Styles may come and go, but comfort dressing is here to stay for the foreseeable future.
Consumers traded their street clothes for loungewear during the Covid-19 pandemic, and their newfound infatuation with soft fabrication isn’t going anywhere. But slouchy needn’t mean sloppy.
For Los Angeles-based womenswear brand Bella Dahl, the pandemic’s shift toward casual dressing has played into its wheelhouse. The brand has long been making easy, beachy attire such as joggers and relaxed dresses. “We disrupted things by doing, we called it the Californiacation of fashion, or this casualization of fashion, where we were already offering comfort from the beginning,” said Steven Millman, the brand’s senior vice president of sales and marketing, during a conversation with Edward Hertzman, founder and president of Sourcing Journal.
Looking ahead at post-pandemic dressing, Bella Dahl is sticking to its roots with comfortable, “elevated” styles that can leave the house.
One of the elements that gives Bella Dahl’s clothing a downy hand feel is its extensive use of TENCEL™. In addition to feeling like silk, these wood-based cellulosic fibers have a natural sheen and breathability. “There is a luxury, there’s a softness, there’s an ease, there’s a happiness to it, and it’s only in these yarns [fibers]. They’re just extraordinary to work with,” said Millman.
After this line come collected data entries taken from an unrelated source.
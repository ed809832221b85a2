//! Pure builders for aggregation-pipeline fragments.
//!
//! Consumed by custom checks and handlers that talk to a document store;
//! nothing here touches the network. Every builder returns a plain JSON
//! value ready to be embedded in a pipeline.

use serde_json::{json, Map, Value};

/// Sort fragment from an ordered field list.
///
/// Fields deduplicate case-insensitively, keeping the first occurrence's
/// casing to decide direction: a field carrying upper case requests
/// ascending (`1`), all-lower-case requests descending (`-1`). Keys are
/// emitted lower-cased, in input order.
pub fn sort(fields: &[&str]) -> Value {
    let mut out = Map::new();
    for field in fields {
        let key = field.to_lowercase();
        if out.contains_key(&key) {
            continue;
        }
        let ascending = field.chars().any(|c| c.is_uppercase());
        out.insert(key, json!(if ascending { 1 } else { -1 }));
    }
    Value::Object(out)
}

/// One output binding of a [`group`] stage.
#[derive(Debug, Clone)]
pub struct GroupField<'a> {
    /// Name of the accumulated output field.
    pub output: &'a str,
    /// Source document field to accumulate.
    pub source: &'a str,
    /// Stringify each accumulated element.
    pub stringify: bool,
}

impl<'a> GroupField<'a> {
    pub fn new(output: &'a str, source: &'a str) -> Self {
        Self {
            output,
            source,
            stringify: false,
        }
    }

    pub fn stringified(output: &'a str, source: &'a str) -> Self {
        Self {
            output,
            source,
            stringify: true,
        }
    }
}

/// `$group` collapsing the whole input into one document of `$addToSet`
/// accumulations, followed by a `$project` dropping the synthetic `_id`.
pub fn group(fields: &[GroupField<'_>]) -> Vec<Value> {
    let mut stage = Map::new();
    stage.insert("_id".to_string(), Value::Null);
    for f in fields {
        let path = format!("${}", f.source);
        let element = if f.stringify {
            json!({ "$toString": path })
        } else {
            Value::String(path)
        };
        stage.insert(f.output.to_string(), json!({ "$addToSet": element }));
    }

    vec![
        json!({ "$group": stage }),
        json!({ "$project": { "_id": 0 } }),
    ]
}

/// Extract `subfield` from the first element of a one-or-zero-element array
/// field; an empty array passes through unchanged.
pub fn facet_extract(field: &str, subfield: &str) -> Value {
    let path = format!("${field}");
    json!({
        "$cond": [
            { "$gt": [{ "$size": path.clone() }, 0] },
            { "$let": {
                "vars": { "temp": { "$arrayElemAt": [path.clone(), 0] } },
                "in": format!("$$temp.{subfield}")
            }},
            path
        ]
    })
}

/// Stringify every element of an array field.
pub fn to_strings(field: &str) -> Value {
    json!({
        "$map": {
            "input": format!("${field}"),
            "as": "temp",
            "in": { "$toString": "$$temp" }
        }
    })
}

/// Drop the field entirely when its array value is empty.
pub fn remove_field_if_empty(field: &str) -> Value {
    let path = format!("${field}");
    json!({
        "$cond": [{ "$gt": [{ "$size": path.clone() }, 0] }, path, "$$REMOVE"]
    })
}
//! Builtin custom checks.
//!
//! Checks run after type checking, in declared order; each may append a
//! field error without stopping its siblings. The allowed-path check is the
//! one exception: it aborts the whole request with a not-found outcome.

use async_trait::async_trait;
use serde::Deserialize;
use serde_json::Value;
use std::collections::HashMap;
use std::sync::Arc;

use super::{Document, ErrorMap, ValidationError};
use crate::registry::ComponentRegistry;

/// Registry name of the existence-check collaborator.
pub const DOCUMENT_EXISTS: &str = "document_exists";

/// Contract consumed by the existence check: asks an external collaborator
/// whether a referenced identifier exists in a collection. May suspend.
#[async_trait]
pub trait DocumentExists: Send + Sync {
    async fn exists(&self, collection: &str, value: &Value) -> anyhow::Result<bool>;
}

impl crate::inject::Component for dyn DocumentExists {
    const NAME: &'static str = DOCUMENT_EXISTS;
}

/// Ambient state offered to checks: the frozen registry and the request path.
#[derive(Clone, Copy, Default)]
pub struct CheckCtx<'a> {
    pub registry: Option<&'a ComponentRegistry>,
    pub request_path: Option<&'a str>,
}

/// A named validation rule beyond basic type checking, able to consult
/// external state. Registered on the engine under a name and referenced from
/// field rules by that name.
#[async_trait]
pub trait CustomCheck: Send + Sync {
    async fn run(
        &self,
        ctx: CheckCtx<'_>,
        field: &str,
        value: &Value,
        config: &Value,
        document: &Document,
        errors: &mut ErrorMap,
    ) -> Result<(), ValidationError>;
}

fn config_error(check: &str, source: impl Into<anyhow::Error>) -> ValidationError {
    ValidationError::Check {
        check: check.to_string(),
        source: source.into(),
    }
}

/// Appends `message` for `field` unless an earlier rule already failed it.
fn append_error(errors: &mut ErrorMap, field: &str, message: impl Into<String>) {
    errors.entry(field.to_string()).or_insert_with(|| message.into());
}

// ---- existence check ----

#[derive(Debug, Deserialize)]
struct ExistenceConfig {
    name: String,
    #[serde(default)]
    lookup: bool,
    map: HashMap<String, CollectionMeta>,
}

#[derive(Debug, Deserialize)]
struct CollectionMeta {
    name: String,
    not_found: String,
}

/// Tests the existence of a referenced identifier against a collection,
/// via the registry component named [`DOCUMENT_EXISTS`].
///
/// Config shape:
/// ```json
/// { "name": "profiles",
///   "lookup": true,
///   "map": { "profiles": { "name": "profiles", "not_found": "User not found" } } }
/// ```
/// With `lookup`, the collection key is read from the named document field's
/// value before consulting the map.
pub struct ExistenceCheck;

#[async_trait]
impl CustomCheck for ExistenceCheck {
    async fn run(
        &self,
        ctx: CheckCtx<'_>,
        field: &str,
        value: &Value,
        config: &Value,
        document: &Document,
        errors: &mut ErrorMap,
    ) -> Result<(), ValidationError> {
        let cfg: ExistenceConfig = serde_json::from_value(config.clone())
            .map_err(|e| config_error("check_existence", e))?;

        let key = if cfg.lookup {
            document
                .get(&cfg.name)
                .and_then(Value::as_str)
                .map(str::to_string)
                .ok_or_else(|| {
                    config_error(
                        "check_existence",
                        anyhow::anyhow!("lookup field '{}' missing or not a string", cfg.name),
                    )
                })?
        } else {
            cfg.name.clone()
        };

        let meta = cfg.map.get(&key).ok_or_else(|| {
            config_error(
                "check_existence",
                anyhow::anyhow!("collection '{key}' not present in map"),
            )
        })?;

        let registry = ctx.registry.ok_or_else(|| {
            config_error(
                "check_existence",
                anyhow::anyhow!("no registry available to resolve '{DOCUMENT_EXISTS}'"),
            )
        })?;

        // ComponentMissing propagates as a defect, not a field error.
        let checker: Arc<dyn DocumentExists> = registry.get(DOCUMENT_EXISTS)?;

        let found = checker
            .exists(&meta.name, value)
            .await
            .map_err(|e| config_error("check_existence", e))?;

        if !found {
            append_error(errors, field, meta.not_found.clone());
        }
        Ok(())
    }
}

// ---- allowed-path check ----

/// Deserialize a string-or-list-of-strings allow-list; a single string is a
/// one-element list.
fn allow_list(check: &str, config: &Value) -> Result<Vec<String>, ValidationError> {
    match config {
        Value::String(s) => Ok(vec![s.clone()]),
        other => serde_json::from_value(other.clone()).map_err(|e| config_error(check, e)),
    }
}

/// Membership test against an allow-list of path segments. Failure aborts
/// the whole request with a not-found outcome carrying the request path —
/// distinct from every other check, which only annotates the field map.
pub struct AllowedPathCheck;

#[async_trait]
impl CustomCheck for AllowedPathCheck {
    async fn run(
        &self,
        ctx: CheckCtx<'_>,
        _field: &str,
        value: &Value,
        config: &Value,
        _document: &Document,
        _errors: &mut ErrorMap,
    ) -> Result<(), ValidationError> {
        let allowed = allow_list("allowed_path", config)?;
        let matches = value
            .as_str()
            .map(|s| allowed.iter().any(|a| a == s))
            .unwrap_or(false);

        if matches {
            Ok(())
        } else {
            Err(ValidationError::NotFound {
                path: ctx.request_path.map(str::to_string),
            })
        }
    }
}

// ---- allowed-content-type check ----

/// Tests the declared media type of an uploaded-file value (an object with a
/// `type` key) against an allow-list.
pub struct AllowedContentTypeCheck;

#[async_trait]
impl CustomCheck for AllowedContentTypeCheck {
    async fn run(
        &self,
        _ctx: CheckCtx<'_>,
        field: &str,
        value: &Value,
        config: &Value,
        _document: &Document,
        errors: &mut ErrorMap,
    ) -> Result<(), ValidationError> {
        let allowed = allow_list("allowed_content_type", config)?;
        let content_type = value.get("type").and_then(Value::as_str).unwrap_or("");

        if !allowed.iter().any(|a| a == content_type) {
            append_error(errors, field, "Content type not allowed");
        }
        Ok(())
    }
}

// ---- ip-address check ----

/// Tests that the value parses as an IP address (v4 or v6). Takes no
/// configuration.
pub struct IpAddressCheck;

#[async_trait]
impl CustomCheck for IpAddressCheck {
    async fn run(
        &self,
        _ctx: CheckCtx<'_>,
        field: &str,
        value: &Value,
        _config: &Value,
        _document: &Document,
        errors: &mut ErrorMap,
    ) -> Result<(), ValidationError> {
        let ok = value
            .as_str()
            .map(|s| s.parse::<std::net::IpAddr>().is_ok())
            .unwrap_or(false);

        if !ok {
            append_error(errors, field, "Malformed IP address");
        }
        Ok(())
    }
}
#[cfg(test)]
mod tests {
    use super::*;
    use crate::registry::RegistryBuilder;
    use crate::validation::checks::{DocumentExists, DOCUMENT_EXISTS};
    use crate::validation::schema::FieldRule;
    use async_trait::async_trait;
    use serde_json::json;

    const OID: &str = "507f1f77bcf86cd799439011";

    fn doc(pairs: &[(&str, Value)]) -> Document {
        pairs
            .iter()
            .map(|(k, v)| (k.to_string(), v.clone()))
            .collect()
    }

    #[tokio::test]
    async fn happy_path_coerces_and_purges_unknown() {
        let engine = Engine::with_builtins();
        let schema = Schema::builder()
            .field(
                "profile_id",
                FieldRule::new().typed("object_id").coerce("object_id").required(),
            )
            .field("count", FieldRule::new().typed("integer").coerce("integer"))
            .build();

        let input = doc(&[
            ("profile_id", json!(OID.to_ascii_uppercase())),
            ("count", json!("42")),
            ("stray", json!("dropped")),
        ]);

        let out = engine
            .validate(&schema, &input, ValidateOpts::default())
            .await
            .unwrap();

        assert_eq!(out["profile_id"], json!(OID));
        assert_eq!(out["count"], json!(42));
        assert!(!out.contains_key("stray"));
    }

    #[tokio::test]
    async fn keep_policy_passes_unknown_fields_through() {
        let engine = Engine::with_builtins();
        let schema = Schema::builder()
            .field("name", FieldRule::new().typed("string"))
            .build();

        let input = doc(&[("name", json!("x")), ("extra", json!(1))]);
        let opts = ValidateOpts {
            unknown: UnknownFields::Keep,
            ..Default::default()
        };

        let out = engine.validate(&schema, &input, opts).await.unwrap();
        assert_eq!(out["extra"], json!(1));
    }

    #[tokio::test]
    async fn required_field_missing_is_reported() {
        let engine = Engine::with_builtins();
        let schema = Schema::builder()
            .field("name", FieldRule::new().typed("string").required())
            .build();

        let err = engine
            .validate(&schema, &Document::new(), ValidateOpts::default())
            .await
            .unwrap_err();

        match err {
            ValidationError::Invalid(map) => {
                assert_eq!(map["name"], "required field");
                assert_eq!(map.len(), 1);
            }
            other => panic!("expected Invalid, got {other:?}"),
        }
    }

    #[tokio::test]
    async fn malformed_identifier_becomes_a_field_error() {
        let engine = Engine::with_builtins();
        let schema = Schema::builder()
            .field(
                "profile_id",
                FieldRule::new().typed("object_id").coerce("object_id"),
            )
            .build();

        let input = doc(&[("profile_id", json!("definitely-not-hex"))]);
        let err = engine
            .validate(&schema, &input, ValidateOpts::default())
            .await
            .unwrap_err();

        match err {
            ValidationError::Invalid(map) => {
                assert_eq!(map["profile_id"], "must be of object_id type");
            }
            other => panic!("expected Invalid, got {other:?}"),
        }
    }

    #[tokio::test]
    async fn default_is_synthesized_then_coerced() {
        // A field with both a default setter and a coercion, given no input:
        // the coercion must run on the synthesized value.
        let engine = Engine::with_builtins();
        let schema = Schema::builder()
            .field(
                "created_at",
                FieldRule::new()
                    .typed("string")
                    .default_setter("timestamp")
                    .coerce("first"),
            )
            .build();

        let out = engine
            .validate(&schema, &Document::new(), ValidateOpts::default())
            .await
            .unwrap();

        // timestamp yields ["<unix>"]; first unwraps it to the string
        let ts: i64 = out["created_at"].as_str().unwrap().parse().unwrap();
        assert!(ts > 1_500_000_000);
    }

    #[tokio::test]
    async fn boolean_coercion_through_the_engine() {
        let engine = Engine::with_builtins();
        let schema = Schema::builder()
            .field("flag", FieldRule::new().typed("boolean").coerce("boolean"))
            .build();

        for (raw, expected) in [
            (json!("true"), true),
            (json!("TRUE"), true),
            (json!("1"), true),
            (json!("false"), false),
            (json!("0"), false),
            (json!(""), false),
            (json!(0), false),
            (json!(3), true),
        ] {
            let input = doc(&[("flag", raw.clone())]);
            let out = engine
                .validate(&schema, &input, ValidateOpts::default())
                .await
                .unwrap();
            assert_eq!(out["flag"], json!(expected), "input {raw:?}");
        }
    }

    struct SetOracle(std::collections::HashSet<String>);

    #[async_trait]
    impl DocumentExists for SetOracle {
        async fn exists(&self, _collection: &str, value: &Value) -> anyhow::Result<bool> {
            Ok(value.as_str().map(|s| self.0.contains(s)).unwrap_or(false))
        }
    }

    fn registry_with_ids(ids: &[&str]) -> ComponentRegistry {
        let mut b = RegistryBuilder::new();
        let oracle: Arc<dyn DocumentExists> =
            Arc::new(SetOracle(ids.iter().map(|s| s.to_string()).collect()));
        b.register_instance(DOCUMENT_EXISTS, oracle);
        b.freeze()
    }

    fn existence_schema() -> Schema {
        Schema::builder()
            .field(
                "profile_id",
                FieldRule::new()
                    .typed("object_id")
                    .coerce("object_id")
                    .check(
                        "check_existence",
                        json!({
                            "name": "profiles",
                            "map": { "profiles": { "name": "profiles", "not_found": "User not found" } }
                        }),
                    ),
            )
            .field("note", FieldRule::new().typed("string"))
            .build()
    }

    #[tokio::test]
    async fn ip_address_is_a_builtin_check() {
        let engine = Engine::with_builtins();
        let schema = Schema::builder()
            .field(
                "address",
                FieldRule::new()
                    .typed("string")
                    .check("ip_address", Value::Null),
            )
            .build();

        let input = doc(&[("address", json!("127.0.0.1"))]);
        let out = engine
            .validate(&schema, &input, ValidateOpts::default())
            .await
            .unwrap();
        assert_eq!(out["address"], json!("127.0.0.1"));

        let input = doc(&[("address", json!("localhost"))]);
        let err = engine
            .validate(&schema, &input, ValidateOpts::default())
            .await
            .unwrap_err();
        match err {
            ValidationError::Invalid(map) => {
                assert_eq!(map["address"], "Malformed IP address");
            }
            other => panic!("expected Invalid, got {other:?}"),
        }
    }

    #[tokio::test]
    async fn existence_check_marks_exactly_the_failing_field() {
        let engine = Engine::with_builtins();
        let registry = registry_with_ids(&[]);
        let opts = ValidateOpts {
            registry: Some(&registry),
            ..Default::default()
        };

        let input = doc(&[("profile_id", json!(OID)), ("note", json!("hello"))]);
        let err = engine
            .validate(&existence_schema(), &input, opts)
            .await
            .unwrap_err();

        match err {
            ValidationError::Invalid(map) => {
                assert_eq!(map.len(), 1);
                assert_eq!(map["profile_id"], "User not found");
            }
            other => panic!("expected Invalid, got {other:?}"),
        }
    }

    #[tokio::test]
    async fn validation_is_idempotent_with_a_stable_oracle() {
        let engine = Engine::with_builtins();
        let registry = registry_with_ids(&[OID]);
        let opts = ValidateOpts {
            registry: Some(&registry),
            ..Default::default()
        };

        let input = doc(&[("profile_id", json!(OID)), ("note", json!("hello"))]);

        let first = engine
            .validate(&existence_schema(), &input, opts)
            .await
            .unwrap();
        let second = engine
            .validate(&existence_schema(), &input, opts)
            .await
            .unwrap();
        assert_eq!(first, second);
    }

    #[tokio::test]
    async fn allowed_path_abort_wins_over_field_errors() {
        let engine = Engine::with_builtins();
        let schema = Schema::builder()
            .field(
                "path",
                FieldRule::new()
                    .typed("string")
                    .check("allowed_path", json!(["likes", "views"])),
            )
            .build();

        let input = doc(&[("path", json!("dislikes"))]);
        let opts = ValidateOpts {
            request_path: Some("/stats/dislikes"),
            ..Default::default()
        };

        let err = engine.validate(&schema, &input, opts).await.unwrap_err();
        match err {
            ValidationError::NotFound { path } => {
                assert_eq!(path.as_deref(), Some("/stats/dislikes"));
            }
            other => panic!("expected NotFound, got {other:?}"),
        }
    }

    #[tokio::test]
    async fn sibling_checks_run_after_one_appends() {
        use crate::validation::checks::CheckCtx;
        use std::sync::atomic::{AtomicBool, Ordering};

        static SECOND_RAN: AtomicBool = AtomicBool::new(false);

        struct AlwaysFails;
        #[async_trait]
        impl crate::validation::checks::CustomCheck for AlwaysFails {
            async fn run(
                &self,
                _ctx: CheckCtx<'_>,
                field: &str,
                _value: &Value,
                _config: &Value,
                _document: &Document,
                errors: &mut ErrorMap,
            ) -> Result<(), ValidationError> {
                errors
                    .entry(field.to_string())
                    .or_insert_with(|| "first failure".to_string());
                Ok(())
            }
        }

        struct Observer;
        #[async_trait]
        impl crate::validation::checks::CustomCheck for Observer {
            async fn run(
                &self,
                _ctx: CheckCtx<'_>,
                _field: &str,
                _value: &Value,
                _config: &Value,
                _document: &Document,
                _errors: &mut ErrorMap,
            ) -> Result<(), ValidationError> {
                SECOND_RAN.store(true, Ordering::SeqCst);
                Ok(())
            }
        }

        let mut engine = Engine::with_builtins();
        engine.register_check("always_fails", Arc::new(AlwaysFails));
        engine.register_check("observer", Arc::new(Observer));

        let schema = Schema::builder()
            .field(
                "v",
                FieldRule::new()
                    .typed("string")
                    .check("always_fails", Value::Null)
                    .check("observer", Value::Null),
            )
            .build();

        let input = doc(&[("v", json!("x"))]);
        let err = engine
            .validate(&schema, &input, ValidateOpts::default())
            .await
            .unwrap_err();

        assert!(SECOND_RAN.load(Ordering::SeqCst), "sibling check must run");
        match err {
            ValidationError::Invalid(map) => assert_eq!(map["v"], "first failure"),
            other => panic!("expected Invalid, got {other:?}"),
        }
    }
}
What originally led Bella Dahl to TENCEL™ was an “expensive mistake,” Millman said. A designer at the brand chose a fabrication for a shirt style with snaps, and many of the snaps popped off the tops. After a week of fielding phone calls asking for replacement snaps, Bella Dahl found a 100 percent TENCEL™ indigo textile from Spain that solved the problem. Eleven years later, the label is still using the same TENCEL™ textile within its collections.
With a slogan of “Soft on you, softer on the planet,” Bella Dahl also works with TENCEL™ Lyocell because of its sustainability credentials. The fibers are made using a low-impact closed-loop production process, which earned them superior scores on the Higg Materials Sustainability Index (MSI) compared to generic lyocell.
As part of its partnership with TENCEL™, Bella Dahl is hosting a popup within Selfridges’ London flagship this summer. The centerpiece of the shop-in-shop is a tree installation by local artist Anu Ogunmefun, which pays homage to the key ingredient in TENCEL™: wood pulp.
For Bella Dahl, sustainability is a priority, but it’s also a work in progress. Recently, the brand has made moves like cutting back on air travel, reducing plastic bags and using recycled tags, all in service of shrinking fashion’s outsize impact on the planet. And Bella Dahl is not stopping there.
“We’re not perfect, but we’re going to take it one day at a time to try and get better at it,” Millman said.